I have a Dataframe like below
+-----------+----------+-------+-------+-----+----------+-----------+
| InvoiceNo | totalamt | Item# | price | qty | MainCode | ProdTotal |
+-----------+----------+-------+-------+-----+----------+-----------+
| Inv_001 | 1720 | 260 | 1500 | 1 | 0 | 1500 |
| Inv_001 | 1720 | 777 | 100 | 1 | 260 | 100 |
| Inv_001 | 1720 | 888 | 120 | 1 | 260 | 120 |
| Inv_002 | 1160 | 360 | 700 | 1 | 0 | 700 |
| Inv_002 | 1160 | 777 | 100 | 1 | 360 | 100 |
| Inv_002 | 1160 | 888 | 120 | 1 | 360 | 120 |
| Inv_002 | 1160 | 999 | 140 | 1 | 360 | 140 |
| Inv_002 | 1160 | 111 | 100 | 1 | 0 | 100 |
+-----------+----------+-------+-------+-----+----------+-----------+
I want to add the ProdTotal
value, whose MainCode
is equal to the Item#
.
Inspired from the answers I got for my question, I managed to produce the desired output mentioned below
+-----------+----------+-------+-------+-----+----------+-----------+
| InvoiceNo | totalamt | Item# | price | qty | MainCode | ProdTotal |
+-----------+----------+-------+-------+-----+----------+-----------+
| Inv_001 | 1720 | 260 | 1720 | 1 | 0 | 1720 |
| Inv_002 | 1160 | 360 | 1060 | 1 | 0 | 1060 |
| Inv_002 | 1160 | 111 | 100 | 1 | 0 | 100 |
+-----------+----------+-------+-------+-----+----------+-----------+
using the Code below
df = pd.read_csv('data.csv')
df_grouped = dict(tuple(df.groupby(['InvoiceNo'])))
remove_index= []
ids = 0
for x in df_grouped:
for index, row in df_grouped[x].iterrows():
ids += 1
try:
main_code_data = df_grouped[x].loc[df_grouped[x]['MainCode'] == row['Item#']]

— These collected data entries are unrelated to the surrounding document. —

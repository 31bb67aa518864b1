//! Minimal client for the Razorpay Orders API.
//!
//! Only the hosted-checkout order creation endpoint is wrapped; signature
//! verification happens locally (see `ataka_core::payment`) and webhook
//! confirmation is out of scope.

use serde::Deserialize;

use crate::config::RazorpayConfig;

const ORDERS_URL: &str = "https://api.razorpay.com/v1/orders";

/// A hosted-checkout order created at the provider.
#[derive(Debug, Clone, Deserialize)]
pub struct RazorpayOrder {
    /// Provider-assigned order id (`order_...`), later echoed back in the
    /// checkout signature.
    pub id: String,
    /// Amount in minor units (paise).
    pub amount: i64,
    pub currency: String,
}

/// Errors from the Razorpay REST layer.
#[derive(Debug, thiserror::Error)]
pub enum RazorpayError {
    /// The HTTP request itself failed (network, DNS, TLS, etc.).
    #[error("HTTP request failed: {0}")]
    Request(#[from] reqwest::Error),

    /// Razorpay returned a non-2xx status code.
    #[error("Razorpay API error ({status}): {body}")]
    Api {
        /// HTTP status code.
        status: u16,
        /// Raw response body for debugging.
        body: String,
    },
}

/// HTTP client bound to one Razorpay key pair.
pub struct RazorpayClient {
    client: reqwest::Client,
    config: RazorpayConfig,
}

impl RazorpayClient {
    pub fn new(config: RazorpayConfig) -> Self {
        Self {
            client: reqwest::Client::new(),
            config,
        }
    }

    /// Create a hosted-checkout order.
    ///
    /// * `amount_minor` - order total in paise.
    /// * `receipt`      - caller-chosen receipt tag, stored by the provider.
    pub async fn create_order(
        &self,
        amount_minor: i64,
        currency: &str,
        receipt: &str,
        notes: serde_json::Value,
    ) -> Result<RazorpayOrder, RazorpayError> {
        let body = serde_json::json!({
            "amount": amount_minor,
            "currency": currency,
            "receipt": receipt,
            "notes": notes,
        });

        let response = self
            .client
            .post(ORDERS_URL)
            .basic_auth(&self.config.key_id, Some(&self.config.key_secret))
            .json(&body)
            .send()
            .await?;

        let status = response.status();
        if !status.is_success() {
            let body = response
                .text()
                .await
                .unwrap_or_else(|_| "<unreadable body>".to_string());
            return Err(RazorpayError::Api {
                status: status.as_u16(),
                body,
            });
        }

        Ok(response.json().await?)
    }
}
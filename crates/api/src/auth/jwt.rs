//! JWT access-token validation.
//!
//! Tokens are HS256-signed JWTs issued by the external identity service;
//! this module only validates them and extracts the [`Claims`] payload.

use jsonwebtoken::{decode, DecodingKey, Validation};
use serde::{Deserialize, Serialize};

use ataka_core::types::DbId;

/// JWT claims embedded in every access token.
#[derive(Debug, Serialize, Deserialize, Clone)]
pub struct Claims {
    /// Subject -- the user's internal database id.
    pub sub: DbId,
    /// The user's role name (e.g. `"admin"`, `"customer"`).
    pub role: String,
    /// Expiration time (UTC Unix timestamp).
    pub exp: i64,
    /// Issued-at time (UTC Unix timestamp).
    pub iat: i64,
}

/// Configuration for JWT token validation.
#[derive(Debug, Clone)]
pub struct JwtConfig {
    /// HMAC-SHA256 secret shared with the token issuer.
    pub secret: String,
}

impl JwtConfig {
    /// Load JWT configuration from the environment.
    ///
    /// # Panics
    ///
    /// Panics if `JWT_SECRET` is not set or is empty; the server must not
    /// start with authentication silently disabled.
    pub fn from_env() -> Self {
        let secret =
            std::env::var("JWT_SECRET").expect("JWT_SECRET must be set in the environment");
        assert!(!secret.is_empty(), "JWT_SECRET must not be empty");
        Self { secret }
    }
}

/// Validate and decode an access token, returning the embedded [`Claims`].
///
/// Validates the signature, expiration, and issued-at claims automatically.
pub fn validate_token(
    token: &str,
    config: &JwtConfig,
) -> Result<Claims, jsonwebtoken::errors::Error> {
    let token_data = decode::<Claims>(
        token,
        &DecodingKey::from_secret(config.secret.as_bytes()),
        &Validation::default(), // HS256, validates exp
    )?;
    Ok(token_data.claims)
}

/// Generate an HS256 access token for the given user.
///
/// The production issuer lives in the external identity service; this
/// helper exists for integration tests and local tooling that need a
/// token the server will accept.
pub fn generate_access_token(
    user_id: DbId,
    role: &str,
    config: &JwtConfig,
) -> Result<String, jsonwebtoken::errors::Error> {
    use jsonwebtoken::{encode, EncodingKey, Header};

    let now = chrono::Utc::now().timestamp();
    let claims = Claims {
        sub: user_id,
        role: role.to_string(),
        exp: now + 3600,
        iat: now,
    };
    encode(
        &Header::default(), // HS256
        &claims,
        &EncodingKey::from_secret(config.secret.as_bytes()),
    )
}

#[cfg(test)]
mod tests {
    use super::*;

    fn config() -> JwtConfig {
        JwtConfig {
            secret: "unit-test-secret".to_string(),
        }
    }

    #[test]
    fn valid_token_round_trips() {
        let token = generate_access_token(42, "admin", &config()).unwrap();
        let claims = validate_token(&token, &config()).unwrap();
        assert_eq!(claims.sub, 42);
        assert_eq!(claims.role, "admin");
    }

    #[test]
    fn wrong_secret_rejected() {
        let token = generate_access_token(42, "admin", &config()).unwrap();
        let other = JwtConfig {
            secret: "different-secret".to_string(),
        };
        assert!(validate_token(&token, &other).is_err());
    }

    #[test]
    fn garbage_token_rejected() {
        assert!(validate_token("not.a.jwt", &config()).is_err());
    }
}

length = len(main_code_data['Item#'])
iterator = 0
index_value = 0
for i in range(len(df_grouped[x].index)):
index_value += df_grouped[x].at[index + iterator, 'ProdTotal']
df.at[index, 'ProdTotal'] = index_value
iterator += 1
for item in main_code_data.index:
remove_index.append(item)
except:
pass
df = df.drop(remove_index)
But the data consists of millions of rows and this code runs very slowly. A brief google search & comments from other members, I got to know that iterrows()
is making the code run slow. How can I replace iterrows()
to make my code more efficient and more pythonic?